RAW EDGES

“Now, Micah, your turn. Tie your left wrist to the steering wheel, please.”


Morgan slumped back in her seat and watched as Micah obeyed, his movements jerky, uncertain. Despite three people breathing inside it, the car was growing clammy with chill, and her coat had slid off her lap when she moved to allow Micah to restrain her.

“Where’s Clint?” she asked, hoping to distract Gibson, keep his focus on her, not Micah.

“You think I’m going to deliver you straight to him? Is that what you want?” He searched her expression. “No. It’s not what you want, is it? But it’s what Clint wants.” He seemed puzzled by her reluctance to rejoin Clint. “Tell you what. I think we’re going to have some fun first. Show Clint what his little girl has become. Weak and pathetic. Not worthy.”

“But you are?” she guessed.

“More than you,” he snapped. He turned to search through his backpack, appearing to absentmindedly heave his weight against both garrotes, tightening them. Except there was nothing absentminded about it.

“Now…where is it?” He hummed a little tune, his hand jerking the wire cables in time with the music, Morgan and Micah were reduced to mere marionettes fighting for their next breath.

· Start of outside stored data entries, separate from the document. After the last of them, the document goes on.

use error_stack::{Report, bail};
use rust_decimal::Decimal;

use crate::error::IndicatorError;
use crate::indicator::{Indicator, tail};
use crate::math;
use crate::model::Candle;

/// Average True Range as a simple mean of the last `period` true ranges.
pub struct Atr {
    period: usize,
}

impl Atr {
    pub fn new(period: usize) -> Result<Self, Report<IndicatorError>> {
        if period == 0 {
            bail!(IndicatorError::InvalidParameter {
                name: "period must be > 0".into(),
            });
        }
        Ok(Self { period })
    }
}

impl Indicator for Atr {
    type Output = Decimal;

    fn name(&self) -> &str {
        "atr"
    }

    fn required_candles(&self) -> usize {
        self.period + 1
    }

    fn calculate(&self, candles: &[Candle]) -> Option<Decimal> {
        let window = tail(candles, self.required_candles())?;
        let ranges: Vec<Decimal> = window
            .windows(2)
            .map(|w| true_range(&w[1], w[0].close))
            .collect::<Option<_>>()?;
        math::mean(&ranges).map(math::to_price_scale)
    }
}

/// `max(high - low, |high - prev_close|, |low - prev_close|)`
fn true_range(candle: &Candle, prev_close: Decimal) -> Option<Decimal> {
    let span = math::sub(candle.high, candle.low)?;
    let up = math::sub(candle.high, prev_close)?.abs();
    let down = math::sub(candle.low, prev_close)?.abs();
    Some(span.max(up).max(down))
}
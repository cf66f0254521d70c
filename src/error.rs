use derive_more::{Display, Error};

#[derive(Debug, Display, Error)]
pub enum ConfigError {
    #[display("failed to read config file")]
    ReadFile,
    #[display("failed to parse config: {reason}")]
    Parse { reason: String },
    #[display("invalid config: {field}")]
    Validation { field: String },
}

#[derive(Debug, Display, Error)]
pub enum ExchangeError {
    #[display("request to {exchange} failed")]
    Request { exchange: String },
    #[display("failed to parse response from {exchange}")]
    ResponseParse { exchange: String },
}

#[derive(Debug, Display, Error)]
pub enum StorageError {
    #[display("database migration failed")]
    Migration,
    #[display("failed to insert data")]
    Insert,
    #[display("failed to query data")]
    Query,
    #[display("failed to delete data")]
    Delete,
    #[display("stored value is malformed: {column}")]
    Decode { column: String },
}

#[derive(Debug, Display, Error)]
pub enum IndicatorError {
    #[display("invalid parameter: {name}")]
    InvalidParameter { name: String },
}

#[derive(Debug, Display, Error)]
pub enum SyncError {
    #[display("candle store unavailable")]
    Storage,
}

#[derive(Debug, Display, Error)]
pub enum EngineError {
    #[display("indicator engine storage failure")]
    Storage,
}

#[derive(Debug, Display, Error)]
pub enum PatternError {
    #[display("pattern stage failed: {reason}")]
    Stage { reason: String },
}

#[derive(Debug, Display, Error)]
pub enum PipelineError {
    #[display("{stage} already in progress")]
    StageBusy { stage: String },
    #[display("{stage} failed")]
    StageFailed { stage: String },
    #[display("{stage} postcondition violated: {reason}")]
    Postcondition { stage: String, reason: String },
}
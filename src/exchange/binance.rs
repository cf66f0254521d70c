use std::str::FromStr;

use chrono::{DateTime, Utc};
use error_stack::{Report, ResultExt};
use futures::future::BoxFuture;
use rust_decimal::Decimal;
use serde::Deserialize;
use tracing::debug;

use crate::error::ExchangeError;
use crate::exchange::MarketDataSource;
use crate::math;
use crate::model::{Candle, TimeFrame};

pub const BINANCE_BASE_URL: &str = "https://api.binance.com";
pub const MAX_CANDLES_PER_REQUEST: usize = 1000;

/// REST klines client for one symbol and interval.
///
/// Carries no rate limiter of its own; callers pace requests.
pub struct BinanceKlines {
    client: reqwest::Client,
    base_url: String,
    symbol: String,
    timeframe: TimeFrame,
    page_limit: usize,
}

impl BinanceKlines {
    pub fn new(base_url: &str, symbol: &str, timeframe: TimeFrame, page_limit: usize) -> Self {
        Self {
            client: reqwest::Client::new(),
            base_url: base_url.trim_end_matches('/').to_owned(),
            symbol: symbol.to_owned(),
            timeframe,
            page_limit: page_limit.clamp(1, MAX_CANDLES_PER_REQUEST),
        }
    }
}

impl MarketDataSource for BinanceKlines {
    fn name(&self) -> &str {
        "binance"
    }

    fn page_limit(&self) -> usize {
        self.page_limit
    }

    fn fetch_candles(
        &self,
        since: Option<DateTime<Utc>>,
    ) -> BoxFuture<'_, Result<Vec<Candle>, Report<ExchangeError>>> {
        Box::pin(async move {
            let url = format!("{}/api/v3/klines", self.base_url);
            let limit_str = self.page_limit.to_string();
            let mut params = vec![
                ("symbol", self.symbol.clone()),
                ("interval", self.timeframe.binance_interval().to_owned()),
                ("limit", limit_str),
            ];
            if let Some(since) = since {
                params.push(("startTime", since.timestamp_millis().to_string()));
            }

            let response = self
                .client
                .get(&url)
                .query(&params)
                .send()
                .await
                .change_context(ExchangeError::Request {
                    exchange: "binance".into(),
                })?;

            if !response.status().is_success() {
                return Err(Report::new(ExchangeError::Request {
                    exchange: "binance".into(),
                })
                .attach(format!("HTTP status: {}", response.status())));
            }

            let raw: Vec<BinanceKlineRow> =
                response
                    .json()
                    .await
                    .change_context(ExchangeError::ResponseParse {
                        exchange: "binance".into(),
                    })?;

            debug!(
                symbol = %self.symbol,
                timeframe = %self.timeframe,
                since = ?since,
                fetched = raw.len(),
                "binance kline page fetched"
            );

            raw.into_iter()
                .map(|row| row.into_candle(self.timeframe))
                .collect()
        })
    }
}

// ── REST response types ───────────────────────────────────────────────────────

/// Binance kline row: 12-element array
/// [open_time, open, high, low, close, volume, close_time, ...]
#[derive(Debug, Deserialize)]
struct BinanceKlineRow(
    i64,                                   // 0: open_time (ms)
    String,                                // 1: open
    String,                                // 2: high
    String,                                // 3: low
    String,                                // 4: close
    String,                                // 5: volume
    #[allow(dead_code)] i64,               // 6: close_time
    #[allow(dead_code)] String,            // 7: quote asset volume
    #[allow(dead_code)] i64,               // 8: number of trades
    #[allow(dead_code)] String,            // 9: taker buy base volume
    #[allow(dead_code)] String,            // 10: taker buy quote volume
    #[allow(dead_code)] serde_json::Value, // 11: ignore
);

impl BinanceKlineRow {
    fn into_candle(self, timeframe: TimeFrame) -> Result<Candle, Report<ExchangeError>> {
        let parse = |s: &str| -> Result<Decimal, Report<ExchangeError>> {
            Decimal::from_str(s)
                .map(math::to_price_scale)
                .change_context(ExchangeError::ResponseParse {
                    exchange: "binance".into(),
                })
                .attach_with(|| format!("decimal: {s}"))
        };

        let open_time = DateTime::from_timestamp_millis(self.0).ok_or_else(|| {
            Report::new(ExchangeError::ResponseParse {
                exchange: "binance".into(),
            })
            .attach(format!("open_time: {}", self.0))
        })?;

        Ok(Candle {
            open_time,
            open: parse(&self.1)?,
            high: parse(&self.2)?,
            low: parse(&self.3)?,
            close: parse(&self.4)?,
            volume: parse(&self.5)?,
            close_time: timeframe.close_time(open_time),
        })
    }
}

Then he emerged with a small glass vial filled with cloudy colorless liquid. “Ah…here we go.”

He relaxed the wire cables. Morgan twisted her body to face Micah. She hated that he was here, going through this because of her. She needed him to know that she’d find a way out of this…but not right away. Not if that vial contained what she thought it did.

As she tried to force all of her feelings into an expression he could understand, Micah surprised her by giving her the most beautiful smile she’d ever seen. His lips barely moved at all, but his eyes—those gorgeous eyes that had first enchanted her—his eyes said it all. Vowed to fight, vowed to save her, vowed to die, if need be.

“No,” she uttered the word despite herself. “Micah, do as he says. Exactly as he says. Everything will be all right.”

Gibson popped his head between the two back seats, rolling his eyes first at Micah, then at Morgan, then back to Micah. “You two love birds up to something?”

“Micah has nothing to do with this.” One last attempt, futile as she knew it would be. Gibson may or may not have been Clint’s biological son, but he definitely had Clint’s nose for finding weakness in his victims. “Let him go, and I’ll do anything you want.”

“But if I keep him, you’ll do it anyway. Besides, I have a friend waiting, and he’s so very lonely. Been locked up without companionship for a long, long time. Might run into his brother as well, we’ll see.”

The other escaped convicts. She’d assumed Clint had either killed them or sent them on their own paths, fodder for the cops. If they were alive, and Clint wasn’t with them…there must be some leverage in there somewhere. All she needed was to find a bargaining chip to save Micah’s life.

Gibson dangled the vial between her and Micah.

“Clint gave me the recipe.” The strange smirk still danced across his lips. “You remember how it goes, right, Morgan? Playing with the fish he caught. So scared...those first sweet, sweet screams. He’d tell them he’d kill whoever they loved most, hunt them down and slice and dice them as the poor little fishy watched.”

His eyes narrowed. “I’ll bet you helped with that part, am I right? He told me how much you love your blades. Did he do the talking and watching while you filleted those fish, Morgan? Just a tiny slice here and there. Make them believe. Make them want to drink. I’m not as good with the knives as you are.” His gaze edged back toward Micah. “But maybe all I need is practice.”

“No.” The word came out much higher pitched than she wanted.

Gibson’s head jerked toward her as if he was a fish she’d hooked. Control, she needed to stay in control. She took a deep breath, swallowed her fear—it still strangled, caught in her throat, a fist trying to punch its way out. That was all right, because if she was going to save Micah, she needed a bit of fear. To help her play the fish Gibson thought he’d snared…even as she reeled him in.

“No,” she repeated, this time letting fear leach into her voice. It wasn’t her own life she was afraid for. Which actually only made her more frightened. The fact that she’d let someone get close enough to her that she actually felt such a powerful need to protect them. Micah. He was the center of her fear, right now the center of her entire universe. “I’ll drink it. Just don’t hurt him.”

“Good fishy.” He held the vial above her lips, forcing her to tilt her head back and open her mouth beneath it as he released the sedative. “Night-night, tiny fish. Hope and pray I keep my promise and don’t kill you both while you sleep.”

She choked down the bitter tonic. Now came the hard part, the absolute most terrifying role she’d ever played: helpless, powerless, at his mercy until she woke again.